Effect of the glucagon-like peptide-1 receptor agonist lixisenatide on postprandial hepatic glucose metabolism in the conscious dog

The impact of the GLP-1 receptor agonist lixisenatide on postprandial glucose disposition was examined in conscious dogs to identify mechanisms for its improvement of meal tolerance in humans and examine the tissue disposition of meal-derived carbohydrate. Catheterization for measurement of hepatic balance occurred approximate to 16 days before study. After being fasted overnight, dogs received a subcutaneous injection of 1.5 mu g/kg lixisenatide or vehicle (saline, control; n = 6/group). Thirty minutes later, they received an oral meal feeding (93.4 kJ; 19% protein, 71% glucose polymers, and 10% lipid). Acetaminophen was included in the meal in four control and five lixisenatide dogs for assessment of gastric emptying. Observations continued for 510 min; absorption was incomplete in lixisenatide at that point. The plasma acetaminophen area under the curve (AUC) in lixisenatide was 65% of that in control (P < 0.05). Absorption of the meal began within 15 min in control but was delayed until approximate to 30-45 min in lixisenatide. Lixisenatide reduced (P < 0.05) the postprandial arterial glucose AUC approximate to 54% and insulin AUC approximate to 44%. Net hepatic glucose uptake did not differ significantly between groups.
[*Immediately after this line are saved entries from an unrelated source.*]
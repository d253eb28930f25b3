//! Asset catalog: inventory items with filtered, numerically-sorted listing.

pub mod asset;
pub mod service;

pub use asset::{Asset, AssetFilter, AssetPatch, Availability, NewAsset, Quantity, SortDirection};
pub use service::CatalogService;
Nonhepatic glucose uptake tended to be reduced by lixisenatide (6,151 +/- 4,321 and 10,541 +/- 1,854 mu mol.kg(-1).510 min(-1) in lixisenatide and control, respectively; P = 0.09), but adjusted (for glucose and insulin concentrations) values did not differ (18.9 +/- 3.8 and 19.6 +/- 7.9 l.kg(-1).pmol(-1).l(-1), lixisenatide and control, respectively; P = 0.94). Thus, lixisenatide delays gastric emptying, allowing more efficient disposal of the carbohydrate in the feeding without increasing liver glucose disposal. Lixisenatide could prove to be a valuable adjunct in treatment of postprandial hyperglycemia in impaired glucose tolerance or type 2 diabetes.